Excerpts from the interview.
What changes or additions did you have to make to your style from winning one star to three?
It’s not a change; it’s the evolution of my style and cuisine. The first star was fast, but the second came five years later and there was a big change in quality. I started at a place that I didn’t know much about; till today, I continue to learn about the land and traditions near Mirazur. We started with just three people in the kitchen and today we have 30.
How do you develop trust in your team?
It’s very hard, and you need time. Today, people don’t have the capacity to wait to reach a level. It takes time to build a strong team. I work a lot to keep this team. It’s also the way you trust the team — you need to believe in their talent and give them the opportunities to make a few mistakes, as that’s how we learn.

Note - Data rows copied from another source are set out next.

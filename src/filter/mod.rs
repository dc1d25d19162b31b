pub mod types;
pub mod filter;
pub mod filter_fields;
pub mod filter_order;
pub mod records;
pub mod error;

pub use types::*;
pub use error::FilterError;
pub use filter::{filter, filter_refs, matches, Filter};
pub use filter_fields::{field, optional_field, FieldAccessors};
pub use filter_order::{FilterOrder, SortKeys, SortValue};
pub use records::{lease_accessors, Filterable, Sortable};
use thiserror::Error;

#[derive(Error, Debug)]
pub enum StoreError {
    #[error("Credential storage I/O error: {0}")]
    Io(#[from] std::io::Error),

    #[error("Credential file is corrupt: {0}")]
    Corrupt(#[from] serde_json::Error),
}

Why is it important for chefs to speak about environmental sustainability too?
The impact [of our actions on nature] that we have seen in the last five to six years is unlike before. How we impact our planet is huge. It’s important not just for chefs but also for everybody to make that change.
How do you visualise a new dish every day based on the produce?
It’s difficult to explain, but it happens. I try to push myself and my team to be instinctive; sometimes, things take time and sometimes we come up with the recipe like this [snaps fingers]. We even stall recipes until the next year when the ingredient is fully ready, because we lost the prime moment of the product this year while experimenting.
How do you unwind?
I have a background in literature so I like to read. I love painting but I didn’t paint all of last year. I love to fish — the ocean faces us, offering many a quiet moment; I need that. I find that in my garden as well; I love gardening and being in contact with nature.
What do you cook for your sons?
[Smiles] Very simple food. The elder one eats everything. My younger son used to eat everything when he was younger, but now he just wants meat.
On Today, 7 pm
At The St. Regis Mumbai, Lower Parel.